October Ghosts – Inheritance, Part 1

What’s better than a ghost story in October?!  The moon hangs in a black sky on a crisp night. Wood smoke lingers in the air, as well as the mouth-watering scent of toasting marshmallows. But wait — that’s not the story. Here’s the story. 

Ellie Simpson ran screaming into the sheriff’s department about 11 o’clock that Saturday morning. I saw her from my desk, her eyes as wide as dessert plates and her skin as pale as a midnight moon. She ran right up to Deputy Nixon and tugged on his sleeve. As hard as she tried, she couldn’t get any words out. Sheriff Gates came out of his office, and I hurried over to Ellie, thinking that a woman’s presence might help calm her down.
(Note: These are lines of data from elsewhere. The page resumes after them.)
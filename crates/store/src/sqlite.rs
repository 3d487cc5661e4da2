//! SQLite-backed collections.
//!
//! All collections share one database file and one table:
//! - `records` holds `(collection, id)`-keyed passages with their metadata
//!   (JSON text) and embedding (little-endian f32 blob).
//!
//! Similarity ranking happens in Rust after a scan of the collection, in
//! insertion order (`iid`), so ties resolve the same way as in memory.

use crate::vector::{self, Candidate};
use async_trait::async_trait;
use chrono::Utc;
use ragdock_core::error::VectorError;
use ragdock_core::{ScoredText, VectorCollection, VectorRecord};
use sqlx::sqlite::{SqliteConnectOptions, SqliteJournalMode, SqlitePoolOptions, SqliteSynchronous};
use sqlx::{Row, SqlitePool};
use std::path::Path;
use std::str::FromStr;
use tracing::{debug, info};

/// A SQLite database holding any number of named collections.
#[derive(Clone)]
pub struct SqliteStore {
    pool: SqlitePool,
}

impl SqliteStore {
    /// Open (or create) the database file at `path`.
    pub async fn open(path: &Path) -> Result<Self, VectorError> {
        let options = SqliteConnectOptions::new()
            .filename(path)
            .create_if_missing(true)
            .journal_mode(SqliteJournalMode::Wal)
            .synchronous(SqliteSynchronous::Normal);

        let pool = SqlitePoolOptions::new()
            .max_connections(4)
            .connect_with(options)
            .await
            .map_err(|e| VectorError::Storage(format!("Failed to open SQLite: {e}")))?;

        let store = Self { pool };
        store.run_migrations().await?;
        info!("SQLite vector store initialized at {}", path.display());
        Ok(store)
    }

    /// An ephemeral database (useful for tests).
    pub async fn in_memory() -> Result<Self, VectorError> {
        let options = SqliteConnectOptions::from_str("sqlite::memory:")
            .map_err(|e| VectorError::Storage(format!("Invalid SQLite options: {e}")))?;

        // Every connection to :memory: is a separate database
        let pool = SqlitePoolOptions::new()
            .max_connections(1)
            .connect_with(options)
            .await
            .map_err(|e| VectorError::Storage(format!("Failed to open SQLite: {e}")))?;

        let store = Self { pool };
        store.run_migrations().await?;
        Ok(store)
    }

    /// A handle to the named collection. Collections need no creation step.
    pub fn collection(&self, name: impl Into<String>) -> SqliteCollection {
        SqliteCollection {
            name: name.into(),
            pool: self.pool.clone(),
        }
    }

    async fn run_migrations(&self) -> Result<(), VectorError> {
        sqlx::query(
            r#"
            CREATE TABLE IF NOT EXISTS records (
                iid         INTEGER PRIMARY KEY AUTOINCREMENT,
                collection  TEXT NOT NULL,
                id          TEXT NOT NULL,
                content     TEXT NOT NULL,
                metadata    TEXT NOT NULL DEFAULT '{}',
                embedding   BLOB NOT NULL,
                created_at  TEXT NOT NULL,
                UNIQUE(collection, id)
            )
            "#,
        )
        .execute(&self.pool)
        .await
        .map_err(|e| VectorError::MigrationFailed(format!("records table: {e}")))?;

        sqlx::query("CREATE INDEX IF NOT EXISTS idx_records_collection ON records(collection, iid)")
            .execute(&self.pool)
            .await
            .map_err(|e| VectorError::MigrationFailed(format!("collection index: {e}")))?;

        debug!("SQLite migrations complete");
        Ok(())
    }
}

/// One named collection inside a [`SqliteStore`].
pub struct SqliteCollection {
    name: String,
    pool: SqlitePool,
}

impl SqliteCollection {
    async fn stored_dimension(&self) -> Result<Option<usize>, VectorError> {
        let row = sqlx::query(
            "SELECT length(embedding) AS bytes FROM records WHERE collection = ?1 LIMIT 1",
        )
        .bind(&self.name)
        .fetch_optional(&self.pool)
        .await
        .map_err(|e| VectorError::QueryFailed(format!("dimension check: {e}")))?;

        match row {
            Some(row) => {
                let bytes: i64 = row
                    .try_get("bytes")
                    .map_err(|e| VectorError::QueryFailed(format!("bytes column: {e}")))?;
                Ok(Some(bytes as usize / 4))
            }
            None => Ok(None),
        }
    }

    fn row_to_candidate(row: &sqlx::sqlite::SqliteRow) -> Result<Candidate, VectorError> {
        let id: String = row
            .try_get("id")
            .map_err(|e| VectorError::QueryFailed(format!("id column: {e}")))?;
        let content: String = row
            .try_get("content")
            .map_err(|e| VectorError::QueryFailed(format!("content column: {e}")))?;
        let metadata_json: String = row
            .try_get("metadata")
            .map_err(|e| VectorError::QueryFailed(format!("metadata column: {e}")))?;
        let blob: Vec<u8> = row
            .try_get("embedding")
            .map_err(|e| VectorError::QueryFailed(format!("embedding column: {e}")))?;

        let metadata = serde_json::from_str(&metadata_json).unwrap_or_default();

        Ok(Candidate {
            hit: ScoredText {
                id,
                text: content,
                score: 0.0,
                metadata,
            },
            embedding: vector::blob_to_embedding(&blob),
        })
    }
}

#[async_trait]
impl VectorCollection for SqliteCollection {
    fn name(&self) -> &str {
        &self.name
    }

    async fn add(&self, records: Vec<VectorRecord>) -> Result<Vec<String>, VectorError> {
        let dim = vector::batch_dimension(records.iter().map(|r| r.embedding.as_slice()))
            .map_err(VectorError::Storage)?;
        let Some(dim) = dim else {
            return Ok(Vec::new());
        };
        if let Some(existing) = self.stored_dimension().await? {
            if existing != dim {
                return Err(VectorError::Storage(format!(
                    "collection '{}' holds {existing}-dimensional embeddings, got {dim}",
                    self.name
                )));
            }
        }

        let created_at = Utc::now().to_rfc3339();
        let mut tx = self
            .pool
            .begin()
            .await
            .map_err(|e| VectorError::Storage(format!("BEGIN failed: {e}")))?;

        let mut ids = Vec::with_capacity(records.len());
        for record in &records {
            let metadata_json = serde_json::to_string(&record.metadata)
                .map_err(|e| VectorError::Storage(format!("Metadata serialization: {e}")))?;

            sqlx::query(
                r#"
                INSERT INTO records (collection, id, content, metadata, embedding, created_at)
                VALUES (?1, ?2, ?3, ?4, ?5, ?6)
                ON CONFLICT(collection, id) DO UPDATE SET
                    content = excluded.content,
                    metadata = excluded.metadata,
                    embedding = excluded.embedding
                "#,
            )
            .bind(&self.name)
            .bind(&record.id)
            .bind(&record.text)
            .bind(&metadata_json)
            .bind(vector::embedding_to_blob(&record.embedding))
            .bind(&created_at)
            .execute(&mut *tx)
            .await
            .map_err(|e| VectorError::Storage(format!("INSERT failed: {e}")))?;

            ids.push(record.id.clone());
        }

        tx.commit()
            .await
            .map_err(|e| VectorError::Storage(format!("COMMIT failed: {e}")))?;

        debug!(collection = %self.name, count = ids.len(), "Stored records");
        Ok(ids)
    }

    async fn query(&self, embedding: &[f32], k: usize) -> Result<Vec<ScoredText>, VectorError> {
        if k == 0 {
            return Ok(Vec::new());
        }

        let rows = sqlx::query(
            "SELECT id, content, metadata, embedding FROM records WHERE collection = ?1 ORDER BY iid",
        )
        .bind(&self.name)
        .fetch_all(&self.pool)
        .await
        .map_err(|e| VectorError::QueryFailed(format!("Vector scan: {e}")))?;

        let candidates = rows
            .iter()
            .map(Self::row_to_candidate)
            .collect::<Result<Vec<_>, _>>()?;

        Ok(vector::rank_by_similarity(candidates, embedding, k))
    }

    async fn count(&self) -> Result<usize, VectorError> {
        let row = sqlx::query("SELECT COUNT(*) AS n FROM records WHERE collection = ?1")
            .bind(&self.name)
            .fetch_one(&self.pool)
            .await
            .map_err(|e| VectorError::QueryFailed(format!("COUNT failed: {e}")))?;
        let n: i64 = row
            .try_get("n")
            .map_err(|e| VectorError::QueryFailed(format!("count column: {e}")))?;
        Ok(n as usize)
    }

    async fn reset(&self) -> Result<(), VectorError> {
        sqlx::query("DELETE FROM records WHERE collection = ?1")
            .bind(&self.name)
            .execute(&self.pool)
            .await
            .map_err(|e| VectorError::Storage(format!("DELETE failed: {e}")))?;
        info!(collection = %self.name, "Collection reset");
        Ok(())
    }
}
//! Chat gateway: sends an assembled prompt and drains the streamed answer.

use std::sync::Arc;

use ragdock_core::error::{Error, Result};
use ragdock_core::message::Message;
use ragdock_core::provider::{Provider, ProviderRequest, collect_answer};
use tracing::debug;

#[derive(Clone)]
pub struct ChatClient {
    provider: Arc<dyn Provider>,
    model: String,
}

impl ChatClient {
    pub fn new(provider: Arc<dyn Provider>, model: impl Into<String>) -> Self {
        Self {
            provider,
            model: model.into(),
        }
    }

    pub fn model(&self) -> &str {
        &self.model
    }

    /// Send `messages` and return the trimmed answer.
    pub async fn answer(&self, messages: Vec<Message>) -> Result<String> {
        debug!(model = %self.model, messages = messages.len(), "Requesting chat answer");
        let request = ProviderRequest::new(self.model.clone(), messages);

        let rx = self
            .provider
            .stream(request)
            .await
            .map_err(Error::ChatService)?;
        collect_answer(rx).await.map_err(Error::ChatService)
    }

    /// Health check against the backend; unreachable counts as unhealthy.
    pub async fn healthy(&self) -> bool {
        match self.provider.health_check().await {
            Ok(ok) => ok,
            Err(e) => {
                debug!(error = %e, "Backend health check failed");
                false
            }
        }
    }
}

#[cfg(test)]
mod tests {
    use super::*;
    use crate::test_helpers::MockProvider;

    #[tokio::test]
    async fn answer_is_trimmed_concatenation() {
        let provider = Arc::new(MockProvider::new().with_answers(vec!["  Paris.  "]));
        let client = ChatClient::new(provider.clone(), "mistral:latest");
        let answer = client
            .answer(vec![Message::user("Capital of France?")])
            .await
            .unwrap();
        assert_eq!(answer, "Paris.");
        assert_eq!(provider.chat_requests().len(), 1);
        assert_eq!(provider.chat_requests()[0].model, "mistral:latest");
    }

    #[tokio::test]
    async fn backend_failure_is_chat_error() {
        let provider = Arc::new(MockProvider::new().failing_chat());
        let client = ChatClient::new(provider, "m");
        let err = client.answer(vec![Message::user("hi")]).await.unwrap_err();
        assert!(matches!(err, Error::ChatService(_)));
    }
}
I checked to be sure she still had a tongue in her head, thinking that somehow she’d lost it, and that was why she couldn’t speak. Her tongue was in there, all right, but all she could do was blink and swallow and shake her head back and forth.

After a few minutes, she dashed for the door, motioning frantically for us to follow. We ran down the sidewalk, and in a few minutes, at the edge of town, I had a pretty good idea where we were headed.
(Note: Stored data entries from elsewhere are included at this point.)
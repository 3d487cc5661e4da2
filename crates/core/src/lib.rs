//! # ragdock Core
//!
//! Domain types, traits, and error definitions for the ragdock retrieval
//! service. This crate has **no framework dependencies**: it defines the
//! domain model that the adapters and the pipeline implement against.
//!
//! ## Seams
//!
//! The two external systems the service talks to are defined as traits here:
//! - [`Provider`]: the embedding/chat model backend
//! - [`VectorCollection`]: a named similarity-search collection
//!
//! Implementations live in `ragdock-providers` and `ragdock-store`.

pub mod collection;
pub mod error;
pub mod message;
pub mod provider;

// Re-export key types at crate root for ergonomics
pub use collection::{ScoredText, VectorCollection, VectorRecord};
pub use error::{Error, ProviderError, Result, VectorError};
pub use message::{Message, Role};
pub use provider::{
    EmbeddingRequest, EmbeddingResponse, Provider, ProviderRequest, ProviderResponse, StreamChunk,
    Usage, collect_answer,
};
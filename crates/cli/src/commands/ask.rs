//! `ragdock ask`: One-shot grounded answer.

use ragdock_config::AppConfig;

pub async fn run(
    config: AppConfig,
    question: String,
    top_k: Option<i64>,
) -> Result<(), Box<dyn std::error::Error>> {
    let service = ragdock_gateway::build_service(&config).await?;

    eprint!("  Thinking...");
    let answer = service.query(&question, top_k).await;
    eprint!("\r              \r");
    let answer = answer?;

    println!("{}", answer.answer);
    if !answer.context.is_empty() {
        println!();
        println!("Context ({} passage(s)):", answer.context.len());
        for passage in &answer.context {
            let preview: String = passage.chars().take(120).collect();
            println!("  - {}", preview.replace('\n', " "));
        }
    }
    Ok(())
}
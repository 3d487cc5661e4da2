//! Vector similarity utilities shared by every collection backend.

use ragdock_core::ScoredText;

/// Compute cosine similarity between two vectors.
///
/// Returns a value in [-1, 1] where 1 = identical, 0 = orthogonal, -1 = opposite.
/// Returns 0.0 if the lengths differ or either vector is empty or zero.
pub fn cosine_similarity(a: &[f32], b: &[f32]) -> f32 {
    if a.len() != b.len() || a.is_empty() {
        return 0.0;
    }

    let mut dot = 0.0f64;
    let mut norm_a = 0.0f64;
    let mut norm_b = 0.0f64;

    for (x, y) in a.iter().zip(b.iter()) {
        let x = *x as f64;
        let y = *y as f64;
        dot += x * y;
        norm_a += x * x;
        norm_b += y * y;
    }

    let denom = norm_a.sqrt() * norm_b.sqrt();
    if denom < 1e-10 {
        return 0.0;
    }

    (dot / denom) as f32
}

/// A stored passage paired with its embedding, in insertion order.
pub struct Candidate {
    pub hit: ScoredText,
    pub embedding: Vec<f32>,
}

/// Rank candidates by cosine similarity to `query` and keep the best `k`.
///
/// The sort is stable, so equal scores keep insertion order.
pub fn rank_by_similarity(candidates: Vec<Candidate>, query: &[f32], k: usize) -> Vec<ScoredText> {
    if k == 0 {
        return Vec::new();
    }

    let mut scored: Vec<ScoredText> = candidates
        .into_iter()
        .map(|c| {
            let mut hit = c.hit;
            hit.score = cosine_similarity(&c.embedding, query);
            hit
        })
        .collect();

    scored.sort_by(|a, b| b.score.partial_cmp(&a.score).unwrap_or(std::cmp::Ordering::Equal));
    scored.truncate(k);
    scored
}

/// Check that every embedding in a batch has the same, non-zero dimension.
///
/// Returns that dimension, or `None` for an empty batch.
pub fn batch_dimension<'a>(
    mut embeddings: impl Iterator<Item = &'a [f32]>,
) -> Result<Option<usize>, String> {
    let Some(first) = embeddings.next() else {
        return Ok(None);
    };
    if first.is_empty() {
        return Err("empty embedding".into());
    }
    let dim = first.len();
    for (i, e) in embeddings.enumerate() {
        if e.len() != dim {
            return Err(format!(
                "embedding {} has dimension {}, expected {dim}",
                i + 1,
                e.len()
            ));
        }
    }
    Ok(Some(dim))
}

/// Serialize an embedding vector to little-endian bytes.
pub fn embedding_to_blob(embedding: &[f32]) -> Vec<u8> {
    embedding.iter().flat_map(|f| f.to_le_bytes()).collect()
}

/// Inverse of [`embedding_to_blob`]; trailing partial values are dropped.
pub fn blob_to_embedding(blob: &[u8]) -> Vec<f32> {
    blob.chunks_exact(4)
        .map(|chunk| f32::from_le_bytes([chunk[0], chunk[1], chunk[2], chunk[3]]))
        .collect()
}
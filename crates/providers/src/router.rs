//! Provider router: selects the configured embedding/chat backend.

use std::sync::Arc;
use std::time::Duration;

use ragdock_config::BackendConfig;
use ragdock_core::provider::Provider;

use crate::ollama::OllamaProvider;
use crate::openai_compat::OpenAiCompatProvider;

/// Build the backend named by the configuration.
///
/// `AppConfig::validate` rejects unknown provider names, so anything other
/// than `openai` is served by Ollama.
pub fn build_from_config(config: &BackendConfig) -> Arc<dyn Provider> {
    let timeout = Duration::from_secs(config.request_timeout_secs);

    let provider: Arc<dyn Provider> = match config.provider.as_str() {
        "openai" => Arc::new(OpenAiCompatProvider::new(
            "openai",
            openai_base_url(&config.base_url),
            config.api_key.clone().unwrap_or_default(),
            timeout,
        )),
        _ => Arc::new(OllamaProvider::new(&config.base_url, timeout)),
    };

    tracing::debug!(provider = %config.provider, base_url = %config.base_url, "Backend configured");
    provider
}

/// OpenAI-compatible servers live under `/v1`; a bare host gets it appended.
fn openai_base_url(base_url: &str) -> String {
    let trimmed = base_url.trim_end_matches('/');
    if trimmed.ends_with("/v1") {
        trimmed.to_string()
    } else {
        format!("{trimmed}/v1")
    }
}

#[cfg(test)]
mod tests {
    use super::*;

    #[test]
    fn build_from_default_config_uses_ollama() {
        let config = BackendConfig::default();
        let provider = build_from_config(&config);
        assert_eq!(provider.name(), "ollama");
    }

    #[test]
    fn build_openai_backend() {
        let config = BackendConfig {
            provider: "openai".into(),
            base_url: "http://localhost:8080".into(),
            api_key: Some("sk-test".into()),
            ..BackendConfig::default()
        };
        assert_eq!(build_from_config(&config).name(), "openai");
    }

    #[test]
    fn openai_base_url_appends_v1_once() {
        assert_eq!(openai_base_url("http://host:8080"), "http://host:8080/v1");
        assert_eq!(openai_base_url("http://host:8080/v1/"), "http://host:8080/v1");
    }
}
The old Simpson homestead, where Ellie’s grandparents had once lived, wasn’t far out of town. If we’d been driving, we’d have been there in two minutes flat. As it was, at a fast walk, we were there in seven or eight. The sheriff and Nixon, his deputy, were winded by the time we got there; they were sucking air in great gulps and clutching their sides as we stood outside the dilapidated barn not far from the ruined shell of the burned farmhouse.
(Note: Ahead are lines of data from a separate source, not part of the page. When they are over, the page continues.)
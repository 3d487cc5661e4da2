//! Per-session chat history.
//!
//! The store keeps every turn for the life of the process; readers ask for
//! the most recent window. The lock is only held for the duration of a read
//! or an append, never while a backend call is in flight.

use std::collections::HashMap;

use serde::{Deserialize, Serialize};
use tokio::sync::RwLock;

/// One completed exchange.
#[derive(Debug, Clone, PartialEq, Eq, Serialize, Deserialize)]
pub struct Turn {
    pub user: String,
    pub assistant: String,
}

impl Turn {
    pub fn new(user: impl Into<String>, assistant: impl Into<String>) -> Self {
        Self {
            user: user.into(),
            assistant: assistant.into(),
        }
    }
}

#[derive(Debug, Default)]
pub struct SessionStore {
    sessions: RwLock<HashMap<String, Vec<Turn>>>,
}

impl SessionStore {
    pub fn new() -> Self {
        Self::default()
    }

    /// The last `n` turns of a session, oldest first. Unknown sessions are empty.
    pub async fn recent(&self, session_id: &str, n: usize) -> Vec<Turn> {
        let sessions = self.sessions.read().await;
        sessions
            .get(session_id)
            .map(|turns| turns[turns.len().saturating_sub(n)..].to_vec())
            .unwrap_or_default()
    }

    /// Append a completed turn, creating the session if needed.
    pub async fn append(&self, session_id: &str, turn: Turn) {
        self.sessions
            .write()
            .await
            .entry(session_id.to_string())
            .or_default()
            .push(turn);
    }

    /// Number of turns stored for a session.
    pub async fn turn_count(&self, session_id: &str) -> usize {
        self.sessions
            .read()
            .await
            .get(session_id)
            .map_or(0, Vec::len)
    }

    pub async fn session_count(&self) -> usize {
        self.sessions.read().await.len()
    }

    /// Drop every session.
    pub async fn clear(&self) {
        self.sessions.write().await.clear();
    }
}

#[cfg(test)]
mod tests {
    use super::*;
    use std::sync::Arc;

    #[tokio::test]
    async fn recent_returns_last_n_in_order() {
        let store = SessionStore::new();
        for i in 0..6 {
            store
                .append("s1", Turn::new(format!("q{i}"), format!("a{i}")))
                .await;
        }
        let recent = store.recent("s1", 4).await;
        let users: Vec<&str> = recent.iter().map(|t| t.user.as_str()).collect();
        assert_eq!(users, vec!["q2", "q3", "q4", "q5"]);
        assert_eq!(store.turn_count("s1").await, 6);
    }

    #[tokio::test]
    async fn short_and_unknown_sessions() {
        let store = SessionStore::new();
        store.append("s1", Turn::new("q", "a")).await;
        assert_eq!(store.recent("s1", 4).await.len(), 1);
        assert!(store.recent("nope", 4).await.is_empty());
        assert!(store.recent("s1", 0).await.is_empty());
    }

    #[tokio::test]
    async fn sessions_are_isolated_and_clearable() {
        let store = SessionStore::new();
        store.append("a", Turn::new("1", "1")).await;
        store.append("b", Turn::new("2", "2")).await;
        assert_eq!(store.session_count().await, 2);
        assert_eq!(store.recent("a", 4).await[0].user, "1");

        store.clear().await;
        assert_eq!(store.session_count().await, 0);
        assert_eq!(store.turn_count("a").await, 0);
    }

    #[tokio::test]
    async fn concurrent_appends_are_not_lost() {
        let store = Arc::new(SessionStore::new());
        let mut handles = Vec::new();
        for i in 0..32 {
            let store = store.clone();
            handles.push(tokio::spawn(async move {
                store
                    .append("shared", Turn::new(format!("q{i}"), "a"))
                    .await;
            }));
        }
        for handle in handles {
            handle.await.unwrap();
        }
        assert_eq!(store.turn_count("shared").await, 32);
    }
}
I stood a few feet away from them, slightly winded, but in much better shape. I was younger, and had run varsity track in high school. I ran third position on our 220 team. And I was still good at fast sprints–and getting out to the Simpson place wasn’t much more than a couple of fast sprints linked together.

The barn door gaped open, hanging on one end of the roller plate, leaving just enough room for a small woman or a kid to scoot inside. Nixon and Sheriff Gates fiddled with the door and finally pushed it aside enough that they could enter. Meanwhile, Ellie Simpson stood shivering, pointing at the barn like she didn’t want to go in.

I have to admit, I didn’t much want to go in either. The place had long been the site of creepy events. And they weren’t just hearsay, either. Back in my junior year of high school, Billy Joe Caldwell had seen a headless person wandering around, and not long after, Susan Warren, who was a year behind me in school, swore she saw a person hanging from the hayloft on a rope. Neither story was every proved, but folks believed them all the same.

(Part 2 coming your way on Monday. While you are waiting, please visit my website, http://www.marycoley.com, and fill in the contact form to get free stories from me and possibly win the October drawing of an item from Burt’s Bees!)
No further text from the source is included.